:: PROVIDED INFORMATION

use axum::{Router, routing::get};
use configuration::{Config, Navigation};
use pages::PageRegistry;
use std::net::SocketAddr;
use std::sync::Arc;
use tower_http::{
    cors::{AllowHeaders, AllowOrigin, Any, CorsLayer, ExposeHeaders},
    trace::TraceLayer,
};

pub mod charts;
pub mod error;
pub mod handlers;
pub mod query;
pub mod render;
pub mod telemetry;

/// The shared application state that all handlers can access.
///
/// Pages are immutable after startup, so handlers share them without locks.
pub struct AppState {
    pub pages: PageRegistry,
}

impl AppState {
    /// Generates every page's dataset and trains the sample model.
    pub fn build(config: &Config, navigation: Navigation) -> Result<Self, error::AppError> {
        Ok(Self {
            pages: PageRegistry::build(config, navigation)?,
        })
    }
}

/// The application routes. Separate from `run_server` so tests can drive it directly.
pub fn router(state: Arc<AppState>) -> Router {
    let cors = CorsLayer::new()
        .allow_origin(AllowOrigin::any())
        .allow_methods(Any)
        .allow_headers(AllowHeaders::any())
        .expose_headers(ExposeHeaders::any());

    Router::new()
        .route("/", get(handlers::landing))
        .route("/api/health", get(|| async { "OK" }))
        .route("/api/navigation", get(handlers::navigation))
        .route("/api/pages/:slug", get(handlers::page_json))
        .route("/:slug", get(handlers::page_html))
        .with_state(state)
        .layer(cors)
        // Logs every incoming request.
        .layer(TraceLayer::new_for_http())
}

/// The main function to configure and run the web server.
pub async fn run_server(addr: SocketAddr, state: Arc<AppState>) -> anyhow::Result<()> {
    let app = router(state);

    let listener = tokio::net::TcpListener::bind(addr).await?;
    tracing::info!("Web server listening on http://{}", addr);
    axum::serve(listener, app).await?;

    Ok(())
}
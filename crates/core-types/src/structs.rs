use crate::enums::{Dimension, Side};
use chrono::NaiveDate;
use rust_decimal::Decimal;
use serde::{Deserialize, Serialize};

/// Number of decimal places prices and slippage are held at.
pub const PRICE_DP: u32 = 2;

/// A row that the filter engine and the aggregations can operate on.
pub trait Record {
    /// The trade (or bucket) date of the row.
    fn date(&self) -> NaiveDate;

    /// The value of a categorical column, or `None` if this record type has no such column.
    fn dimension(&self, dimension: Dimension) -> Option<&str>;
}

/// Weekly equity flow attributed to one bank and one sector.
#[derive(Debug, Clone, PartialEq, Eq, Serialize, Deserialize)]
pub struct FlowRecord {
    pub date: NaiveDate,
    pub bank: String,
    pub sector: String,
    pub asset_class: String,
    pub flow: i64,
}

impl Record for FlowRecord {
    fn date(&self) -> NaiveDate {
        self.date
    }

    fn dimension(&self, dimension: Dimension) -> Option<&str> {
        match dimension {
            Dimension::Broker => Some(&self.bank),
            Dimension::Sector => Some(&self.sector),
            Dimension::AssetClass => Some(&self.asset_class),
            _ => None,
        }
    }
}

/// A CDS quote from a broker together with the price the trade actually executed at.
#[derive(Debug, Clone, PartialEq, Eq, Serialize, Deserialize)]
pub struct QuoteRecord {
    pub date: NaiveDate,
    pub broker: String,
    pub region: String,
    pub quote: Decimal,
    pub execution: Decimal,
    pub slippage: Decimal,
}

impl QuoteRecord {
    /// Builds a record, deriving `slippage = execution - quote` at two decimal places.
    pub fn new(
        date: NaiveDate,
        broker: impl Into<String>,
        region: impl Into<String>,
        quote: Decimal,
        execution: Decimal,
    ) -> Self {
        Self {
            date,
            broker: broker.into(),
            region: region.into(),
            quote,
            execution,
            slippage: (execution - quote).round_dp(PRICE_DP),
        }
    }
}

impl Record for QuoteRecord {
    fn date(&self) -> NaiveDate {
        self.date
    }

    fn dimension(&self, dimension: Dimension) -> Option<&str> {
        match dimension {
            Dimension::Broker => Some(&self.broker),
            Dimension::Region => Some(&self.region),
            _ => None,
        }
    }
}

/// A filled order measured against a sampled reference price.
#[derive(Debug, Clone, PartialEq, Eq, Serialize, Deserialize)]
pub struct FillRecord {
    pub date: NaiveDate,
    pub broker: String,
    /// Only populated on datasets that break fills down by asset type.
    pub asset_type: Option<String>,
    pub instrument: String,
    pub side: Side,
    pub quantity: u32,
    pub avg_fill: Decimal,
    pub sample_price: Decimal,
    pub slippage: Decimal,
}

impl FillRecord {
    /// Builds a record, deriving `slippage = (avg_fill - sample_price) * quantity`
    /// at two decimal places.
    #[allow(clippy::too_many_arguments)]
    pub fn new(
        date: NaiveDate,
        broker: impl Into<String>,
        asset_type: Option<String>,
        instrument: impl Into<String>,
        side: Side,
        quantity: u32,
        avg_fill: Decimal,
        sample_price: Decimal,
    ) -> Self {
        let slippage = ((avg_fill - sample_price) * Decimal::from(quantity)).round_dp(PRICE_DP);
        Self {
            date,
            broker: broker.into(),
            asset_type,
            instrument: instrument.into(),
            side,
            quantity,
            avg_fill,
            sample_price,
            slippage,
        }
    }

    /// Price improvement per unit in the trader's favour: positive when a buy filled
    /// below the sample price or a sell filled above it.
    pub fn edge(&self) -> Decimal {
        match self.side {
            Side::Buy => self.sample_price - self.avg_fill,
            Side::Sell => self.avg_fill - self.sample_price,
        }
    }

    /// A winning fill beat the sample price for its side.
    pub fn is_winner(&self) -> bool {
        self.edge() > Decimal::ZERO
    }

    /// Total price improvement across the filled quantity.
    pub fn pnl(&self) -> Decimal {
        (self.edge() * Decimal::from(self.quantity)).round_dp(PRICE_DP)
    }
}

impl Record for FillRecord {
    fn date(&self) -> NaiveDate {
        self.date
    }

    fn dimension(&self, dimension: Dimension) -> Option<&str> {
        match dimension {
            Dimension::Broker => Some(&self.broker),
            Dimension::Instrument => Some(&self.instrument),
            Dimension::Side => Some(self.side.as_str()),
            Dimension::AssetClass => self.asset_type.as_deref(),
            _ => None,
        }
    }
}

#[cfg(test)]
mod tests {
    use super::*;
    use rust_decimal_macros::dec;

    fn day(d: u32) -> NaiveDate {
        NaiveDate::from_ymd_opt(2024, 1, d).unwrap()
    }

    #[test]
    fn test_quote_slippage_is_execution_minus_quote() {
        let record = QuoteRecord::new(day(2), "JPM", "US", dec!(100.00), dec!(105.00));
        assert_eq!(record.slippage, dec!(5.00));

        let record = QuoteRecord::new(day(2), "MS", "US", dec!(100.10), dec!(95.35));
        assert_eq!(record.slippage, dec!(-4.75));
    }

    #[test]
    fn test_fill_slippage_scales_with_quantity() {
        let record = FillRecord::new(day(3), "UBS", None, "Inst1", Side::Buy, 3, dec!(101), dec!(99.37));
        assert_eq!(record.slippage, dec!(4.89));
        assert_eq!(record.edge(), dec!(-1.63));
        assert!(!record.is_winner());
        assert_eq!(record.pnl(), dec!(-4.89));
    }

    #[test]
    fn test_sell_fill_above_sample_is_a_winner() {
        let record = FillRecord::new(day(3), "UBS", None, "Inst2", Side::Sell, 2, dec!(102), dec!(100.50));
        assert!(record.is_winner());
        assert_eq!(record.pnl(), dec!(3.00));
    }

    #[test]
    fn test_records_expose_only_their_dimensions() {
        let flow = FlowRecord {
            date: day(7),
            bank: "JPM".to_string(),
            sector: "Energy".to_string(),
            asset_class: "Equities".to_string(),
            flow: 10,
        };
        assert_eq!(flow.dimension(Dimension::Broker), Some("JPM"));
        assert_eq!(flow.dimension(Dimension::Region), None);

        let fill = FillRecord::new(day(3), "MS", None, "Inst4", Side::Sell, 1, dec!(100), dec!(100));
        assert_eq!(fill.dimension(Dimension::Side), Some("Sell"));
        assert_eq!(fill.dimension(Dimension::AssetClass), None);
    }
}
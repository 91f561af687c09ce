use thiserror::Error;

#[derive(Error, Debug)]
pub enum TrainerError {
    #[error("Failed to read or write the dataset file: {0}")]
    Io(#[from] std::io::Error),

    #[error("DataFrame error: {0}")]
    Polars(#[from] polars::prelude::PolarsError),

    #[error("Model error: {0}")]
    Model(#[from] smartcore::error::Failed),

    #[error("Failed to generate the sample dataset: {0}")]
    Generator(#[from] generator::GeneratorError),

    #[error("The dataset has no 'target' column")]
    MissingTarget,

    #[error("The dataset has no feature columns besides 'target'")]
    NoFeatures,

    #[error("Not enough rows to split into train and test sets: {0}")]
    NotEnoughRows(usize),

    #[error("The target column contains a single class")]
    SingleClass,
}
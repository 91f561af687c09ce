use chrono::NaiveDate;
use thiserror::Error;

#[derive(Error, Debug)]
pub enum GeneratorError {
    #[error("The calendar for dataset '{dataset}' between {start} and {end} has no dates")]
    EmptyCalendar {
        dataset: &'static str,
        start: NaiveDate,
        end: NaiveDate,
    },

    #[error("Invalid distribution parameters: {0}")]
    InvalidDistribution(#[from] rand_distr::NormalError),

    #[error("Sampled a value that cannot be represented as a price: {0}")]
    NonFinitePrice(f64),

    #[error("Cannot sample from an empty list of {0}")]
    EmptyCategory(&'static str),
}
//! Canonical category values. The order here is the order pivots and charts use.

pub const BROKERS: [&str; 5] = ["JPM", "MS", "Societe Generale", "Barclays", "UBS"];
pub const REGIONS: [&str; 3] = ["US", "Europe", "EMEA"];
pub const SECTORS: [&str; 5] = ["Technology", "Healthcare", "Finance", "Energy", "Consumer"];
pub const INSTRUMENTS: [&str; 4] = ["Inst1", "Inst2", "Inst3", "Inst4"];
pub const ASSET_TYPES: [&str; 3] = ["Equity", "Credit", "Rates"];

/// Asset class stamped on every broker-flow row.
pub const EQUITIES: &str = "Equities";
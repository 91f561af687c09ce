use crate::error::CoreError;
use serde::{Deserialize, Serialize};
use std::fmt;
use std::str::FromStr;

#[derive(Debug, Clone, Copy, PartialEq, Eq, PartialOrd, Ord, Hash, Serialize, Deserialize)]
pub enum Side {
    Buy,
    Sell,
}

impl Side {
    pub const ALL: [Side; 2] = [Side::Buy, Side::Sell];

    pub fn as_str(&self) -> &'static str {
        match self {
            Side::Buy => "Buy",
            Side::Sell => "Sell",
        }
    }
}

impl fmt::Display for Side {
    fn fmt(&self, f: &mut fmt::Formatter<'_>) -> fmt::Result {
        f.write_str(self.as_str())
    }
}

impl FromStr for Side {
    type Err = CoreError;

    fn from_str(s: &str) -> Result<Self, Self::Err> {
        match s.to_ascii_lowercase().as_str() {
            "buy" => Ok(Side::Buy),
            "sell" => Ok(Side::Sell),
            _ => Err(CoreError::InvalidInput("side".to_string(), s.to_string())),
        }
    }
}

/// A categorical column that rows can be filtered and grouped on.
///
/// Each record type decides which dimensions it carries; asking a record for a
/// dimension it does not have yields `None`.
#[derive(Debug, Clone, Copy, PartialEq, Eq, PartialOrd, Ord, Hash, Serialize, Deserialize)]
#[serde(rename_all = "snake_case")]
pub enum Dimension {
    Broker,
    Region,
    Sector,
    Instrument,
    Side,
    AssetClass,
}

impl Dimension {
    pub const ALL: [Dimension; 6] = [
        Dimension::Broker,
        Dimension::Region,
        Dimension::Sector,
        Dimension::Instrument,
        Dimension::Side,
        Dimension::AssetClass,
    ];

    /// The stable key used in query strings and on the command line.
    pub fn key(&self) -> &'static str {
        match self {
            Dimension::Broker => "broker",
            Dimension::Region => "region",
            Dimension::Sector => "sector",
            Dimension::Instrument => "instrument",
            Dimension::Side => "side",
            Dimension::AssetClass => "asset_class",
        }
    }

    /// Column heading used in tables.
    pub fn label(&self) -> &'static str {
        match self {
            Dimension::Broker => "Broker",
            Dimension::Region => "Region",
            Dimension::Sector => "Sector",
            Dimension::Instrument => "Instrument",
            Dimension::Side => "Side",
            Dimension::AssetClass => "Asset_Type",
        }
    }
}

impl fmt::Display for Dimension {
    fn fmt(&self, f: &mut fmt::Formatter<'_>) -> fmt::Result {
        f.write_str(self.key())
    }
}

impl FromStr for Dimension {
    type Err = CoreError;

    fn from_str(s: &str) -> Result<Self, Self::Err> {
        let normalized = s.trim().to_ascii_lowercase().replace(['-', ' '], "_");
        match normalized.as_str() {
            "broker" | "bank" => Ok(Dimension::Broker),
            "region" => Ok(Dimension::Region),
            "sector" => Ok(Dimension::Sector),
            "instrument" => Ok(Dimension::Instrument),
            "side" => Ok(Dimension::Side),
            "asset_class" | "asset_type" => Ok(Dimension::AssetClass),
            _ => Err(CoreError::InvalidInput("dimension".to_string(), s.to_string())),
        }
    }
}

::::

▸ WHAT IS EXPECTED
Whenever a line of the data includes the word "edge", show that line in full.

▸ ANSWER SECTION
    pub fn edge(&self) -> Decimal {
        self.edge() > Decimal::ZERO
        (self.edge() * Decimal::from(self.quantity)).round_dp(PRICE_DP)
        assert_eq!(record.edge(), dec!(-1.63));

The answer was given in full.